Fraud of the Month: December 2016

Much-lauded “Entrepreneur of the Year” tries to steel $16 million

imageBusiness owner Martha Lima was the queen bee of Miami’s home healthcare industry.

The elderly entrepreneur ran a lucrative homecare firm. She was a model success story — a Cuban immigrant who fled Castro’s dictatorship and built a prosperous life from scratch.

Lima’s firm provided skilled nursing, physical therapy and other care to frail, homebound seniors who couldn’t fend for themselves. She made a fortune off their misfortune. Years of glittering success peaked when she was named national “Entrepreneur of the Year” by the Latin Chamber of Commerce of the U.S. — the largest Hispanic business organization in Florida.

Lima now has a new title: convicted insurance felon.

She feasted off of taxpayers, trying to soak Medicare for $16 million in false home-treatment claims through her agency, Continuous Home Care Services.

Corruption in home healthcare such as Lima’s is a large and profitable industry. Medicare made $1 billion in improper payments to providers nationally in fiscal 2015.

Gouging is so common in South Florida’s home healthcare industry that Medicare imposed a cap on billing for home-bound patients with diabetes and other chronic ailments. The clampdown has saved Medicare hundreds of millions of dollars.

Forged patient care plans

Taxpayer money poured into Lima’s bank accounts. She bribed dishonest doctors to refer patients to her agency. The doctors signed off on fake care plans that lied the seniors needed homecare because they were too infirm to visit a doctor’s office.

“Corruption in home healthcare such as Lima’s is a large and profitable industry. Medicare made $1 billion in improper payments to providers nationally in fiscal 2015.”She had squadrons of hired patient recruiters to bring in seniors off the streets. The bribe money was laundered through her charity, Bridge of Love and Hope.

Lima stood no chance at trial. She’s 82-year-old and pleaded guilty instead of facing a virtual life sentence if she’d fought the charges and lost. As it stands, she still could be salted away for five years in federal prison when sentenced in late January 2017.

Teen dies of neglect

Home healthcare scams also can turn deadly.

Makayla Norman was a beautiful 14-year-old girl battling cerebral palsy. Bed-ridden and unable to speak or move, she weighed just 28 pounds when she died.

Her caretaker nurse was Mollie Parsons. She starved, abused and ignored the helpless Dayton, Ohio teen. Parsons amassed false Medicaid claims for home care while traipsing through department stores on shopping jaunts.

Insurance money paid Parsons to care for Makayla six days per week, eight hours a day. She showed up a few times per month.

Makayla was covered in filth, lice and open sores when investigators found her body.

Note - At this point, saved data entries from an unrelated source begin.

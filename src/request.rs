//! Request and result types flowing through the pipeline

use serde::{Deserialize, Serialize};

/// System + user instruction sent to the completion service.
/// Rendered once per request and never modified afterwards.
#[derive(Debug, Clone, PartialEq, Eq, Serialize, Deserialize)]
pub struct PromptPair
{   system_instruction: String
  , user_instruction: String
}

impl PromptPair
{   pub fn new(
      system_instruction: impl Into<String>
    , user_instruction: impl Into<String>
    ) -> Self
    {   PromptPair
        {   system_instruction: system_instruction.into()
          , user_instruction: user_instruction.into()
        }
    }

    pub fn system_instruction(&self) -> &str
    {   &self.system_instruction
    }

    pub fn user_instruction(&self) -> &str
    {   &self.user_instruction
    }
}

/// One submission, owned by the pipeline call that built it
#[derive(Debug, Clone, PartialEq)]
pub struct GenerationRequest
{   /// What is being written
    pub kind: crate::ContentKind
  , /// Validated options for that kind
    pub options: crate::template::OptionSet
  , /// Trimmed user topic
    pub user_intent: String
  , /// Rendered instructions
    pub prompt: PromptPair
}

/// Successful generation
#[derive(Debug, Clone, PartialEq, Eq, Serialize, Deserialize)]
pub struct GeneratedContent
{   /// Kind the text was generated for
    pub kind: crate::ContentKind
  , /// Generated text
    pub text: String
}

Her diaper wasn’t changed. Norman's sentence — 10 years in state prison.

Used bogus paperwork

Florence and Michael D. Bikundi stood at the center of a breathtaking $80-million carving of Medicaid, the government health insurer for low-income people.

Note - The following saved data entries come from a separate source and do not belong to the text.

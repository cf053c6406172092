#![allow(dead_code)]

use async_trait::async_trait;
use std::collections::VecDeque;
use std::sync::atomic::{AtomicUsize, Ordering};
use std::sync::{Arc, Mutex};
use std::time::Duration;

use contentgen::config::{Configuration, Credential};
use contentgen::request::PromptPair;
use contentgen::sink::ResultSink;
use contentgen::{Completion, CompletionCapability, ContentKind, Error};

/// Answers from a script of canned replies, counting calls
pub struct StubCompletion
{   replies: Mutex<VecDeque<Result<Completion, Error>>>
  , fallback: Result<Completion, Error>
  , delay: Duration
  , calls: AtomicUsize
  , seen: Mutex<Vec<(PromptPair, String)>>
}

impl StubCompletion
{   pub fn replying(reply: Result<Completion, Error>) -> Arc<Self>
    {   Self::scripted(vec![], reply, Duration::ZERO)
    }

    pub fn text(text: &str) -> Arc<Self>
    {   Self::replying(Ok(Completion::from_text(text)))
    }

    pub fn slow(text: &str, delay: Duration) -> Arc<Self>
    {   Self::scripted(vec![], Ok(Completion::from_text(text)), delay)
    }

    /// Replies in order, then `fallback` forever
    pub fn scripted(
      replies: Vec<Result<Completion, Error>>
    , fallback: Result<Completion, Error>
    , delay: Duration
    ) -> Arc<Self>
    {   Arc::new(StubCompletion
        {   replies: Mutex::new(replies.into())
          , fallback
          , delay
          , calls: AtomicUsize::new(0)
          , seen: Mutex::new(vec![])
        })
    }

    pub fn calls(&self) -> usize
    {   self.calls.load(Ordering::SeqCst)
    }

    pub fn seen(&self) -> Vec<(PromptPair, String)>
    {   self.seen.lock().unwrap().clone()
    }
}

#[async_trait]
impl CompletionCapability for StubCompletion
{   fn name(&self) -> &str
    {   "stub"
    }

    async fn complete(
      &self
    , prompt: &PromptPair
    , model: &str
    ) -> Result<Completion, Error>
    {   self.calls.fetch_add(1, Ordering::SeqCst);
        self.seen.lock().unwrap()
          .push((prompt.clone(), model.to_string()));
        if !self.delay.is_zero()
        {   tokio::time::sleep(self.delay).await;
        }
        let next = self.replies.lock().unwrap().pop_front();
        next.unwrap_or_else(|| self.fallback.clone())
    }
}

/// Echoes which kind of prompt it was given
pub struct KindEcho;

#[async_trait]
impl CompletionCapability for KindEcho
{   fn name(&self) -> &str
    {   "echo"
    }

    async fn complete(
      &self
    , prompt: &PromptPair
    , _model: &str
    ) -> Result<Completion, Error>
    {   let (label, delay) = if prompt.system_instruction()
          .contains("blog writer")
        {   ("article", 300)
        } else if prompt.system_instruction().contains("TikTok")
        {   ("script", 20)
        } else
        {   ("post", 150)
        };
        tokio::time::sleep(Duration::from_millis(delay)).await;
        Ok(Completion::from_text(format!(
          "{} for [{}]", label, prompt.user_instruction()
        )))
    }
}

/// Keeps everything it is given
#[derive(Default)]
pub struct RecordingSink
{   pub accepted: Mutex<Vec<(ContentKind, String)>>
}

impl RecordingSink
{   pub fn accepted(&self) -> Vec<(ContentKind, String)>
    {   self.accepted.lock().unwrap().clone()
    }
}

impl ResultSink for RecordingSink
{   fn accept(&self, kind: ContentKind, text: &str)
    {   self.accepted.lock().unwrap().push((kind, text.to_string()));
    }
}

pub fn ready_config() -> Configuration
{   Configuration::default()
      .with_credential(Credential::Inline("sk-test-key".to_string()))
}

pub fn ready_config_arc() -> Arc<Configuration>
{   Arc::new(ready_config())
}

The couple soaked taxpayers through their Washington, D.C.-area home-health agency. Year after year, they billed Medicaid for substandard home services that short-shrifted vulnerable Medicaid patients.

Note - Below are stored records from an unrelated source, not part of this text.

use async_trait::async_trait;
use serde::{Deserialize, Serialize};
use std::sync::Arc;
use log::{debug, trace, error};

// ===== Message Types =====

#[derive(Debug, Clone, Serialize, Deserialize)]
pub struct ChatMessage
{   pub role: String
  , pub content: String
}

#[derive(Debug, Clone, Serialize)]
pub struct ChatCompletionRequest
{   pub model: String
  , pub messages: Vec<ChatMessage>
  , /// Number of choices; always one
    pub n: usize
}

#[derive(Debug, Clone, Deserialize)]
pub struct ChatCompletionResponse
{   #[serde(default)]
    pub choices: Vec<Choice>
}

#[derive(Debug, Clone, Deserialize)]
pub struct Choice
{   #[serde(default)]
    pub message: Option<ResponseMessage>
  , pub finish_reason: Option<String>
}

#[derive(Debug, Clone, Deserialize)]
pub struct ResponseMessage
{   #[serde(default)]
    pub role: Option<String>
  , #[serde(default)]
    pub content: Option<String>
}

/// `{"error": {"message": ...}}` body returned on non-2xx
#[derive(Debug, Clone, Deserialize)]
struct ErrorEnvelope
{   error: ErrorBody
}

#[derive(Debug, Clone, Deserialize)]
struct ErrorBody
{   #[serde(default)]
    message: Option<String>
}

impl ChatCompletionRequest
{   /// Single-choice request for an instruction pair
    pub fn for_prompt(
      prompt: &crate::request::PromptPair
    , model: &str
    ) -> Self
    {   ChatCompletionRequest
        {   model: model.to_string()
          , messages: vec![
              ChatMessage
              {   role: "system".to_string()
                , content: prompt.system_instruction().to_string()
              }
            , ChatMessage
              {   role: "user".to_string()
                , content: prompt.user_instruction().to_string()
              }
            ]
          , n: 1
        }
    }
}

// ===== OpenAI-compatible client =====

/// Chat-completions adapter for OpenAI and API-compatible endpoints
/// (including a server-side proxy that keeps the key off the client).
#[derive(Debug, Clone)]
pub struct OpenAiClient
{   config: Arc<crate::config::Configuration>
  , http_client: reqwest::Client
}

impl OpenAiClient
{   pub fn new(config: Arc<crate::config::Configuration>) -> Self
    {   debug!("Creating OpenAiClient for {}", config.api_base);
        OpenAiClient
        {   config
          , http_client: reqwest::Client::new()
        }
    }

    fn endpoint(&self) -> String
    {   format!(
          "{}/chat/completions"
        , self.config.api_base.trim_end_matches('/')
        )
    }

    /// Key is resolved per request so rotation is honored here too
    fn get_api_key(&self) -> Result<String, crate::error::Error>
    {   self.config.api_key()
          .filter(|key| !key.trim().is_empty())
          .ok_or_else(|| {
            error!("No API key for {}", self.config.api_base);
            crate::error::Error::MissingCredential(
              "no API key available at request time".to_string()
            )
          })
    }
}

#[async_trait]
impl crate::providers::CompletionCapability for OpenAiClient
{   fn name(&self) -> &str
    {   "openai"
    }

    async fn complete(
      &self
    , prompt: &crate::request::PromptPair
    , model: &str
    ) -> Result<crate::providers::Completion, crate::error::Error>
    {   debug!("Handling completion for: {}", model);

        let api_key = self.get_api_key()?;
        let request = ChatCompletionRequest::for_prompt(prompt, model);

        trace!("Chat request: {:?}", request);

        let response = self.http_client
          .post(self.endpoint())
          .bearer_auth(api_key)
          .json(&request)
          .send()
          .await
          .map_err(|e| {
            error!("HTTP error: {}", e);
            crate::error::Error::HttpError(e.to_string())
          })?;

        let status = response.status();
        trace!("Chat response status: {}", status);

        if !status.is_success()
        {   let error_text = response.text().await
              .unwrap_or_default();
            error!("Chat API error ({}): {}", status, error_text);
            return Err(classify_error_body(status, &error_text));
        }

        let chat_response: ChatCompletionResponse
          = response.json().await.map_err(|e| {
            error!("Parse error: {}", e);
            crate::error::Error::ParseError(e.to_string())
          })?;

        let first = chat_response.choices.into_iter().next();
        if first.is_none()
        {   debug!("No choices in response");
        }

        Ok(first
          .map(|choice| crate::providers::Completion
          {   text: choice.message.and_then(|m| m.content)
            , finish_reason: choice.finish_reason
          })
          .unwrap_or_default())
    }
}

/// Longest slice of a raw error body kept in `HttpError`
const RAW_BODY_LIMIT: usize = 512;

/// Provider message verbatim when the body carries one, else the
/// status and the raw body cut to `RAW_BODY_LIMIT` bytes
fn classify_error_body(
  status: reqwest::StatusCode
, body: &str
) -> crate::error::Error
{   let message = serde_json::from_str::<ErrorEnvelope>(body)
      .ok()
      .and_then(|envelope| envelope.error.message)
      .filter(|m| !m.trim().is_empty());

    match message
    {   Some(message) => crate::error::Error::ApiError(message)
      , None => {
          let raw = body.trim();
          if raw.is_empty()
          {   crate::error::Error::HttpError(format!(
                "provider returned {}", status
              ))
          } else
          {   crate::error::Error::HttpError(format!(
                "provider returned {}: {}", status, truncate_body(raw)
              ))
          }
        }
    }
}

fn truncate_body(raw: &str) -> &str
{   if raw.len() <= RAW_BODY_LIMIT
    {   return raw;
    }
    let mut end = RAW_BODY_LIMIT;
    while !raw.is_char_boundary(end)
    {   end -= 1;
    }
    &raw[..end]
}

Florence lied her way into the business. She already was permanently booted from Medicaid because of an earlier fraud conviction. So she just changed her name and used bogus paperwork to be re-admitted as Global HealthCare.

Family members all fed at the Medicaid trough as phony and unqualified caregivers.

Forged time sheets, patient files and employment files all flooded into Medicaid, and money flooded back. The Bikundis amassed growing payments as they perfected their craft each year, with Medicaid dutifully handing over the money based on their doctored claims.

Stolen money financed a newly built home for the Bikundis. They also bought a $140,000 Land Rover, $120,000 Porsche, $75,000 Mercedes Benz, $70,000 Cadillac and $36,000 BMW.

Florence was handed 10 years in federal prison and Michael seven years.

These homecare scammers abused taxpayers and patients with substandard, phony and even deadly service. They’ll learn the meaning full home service during lengthy stays in cozy prison cells.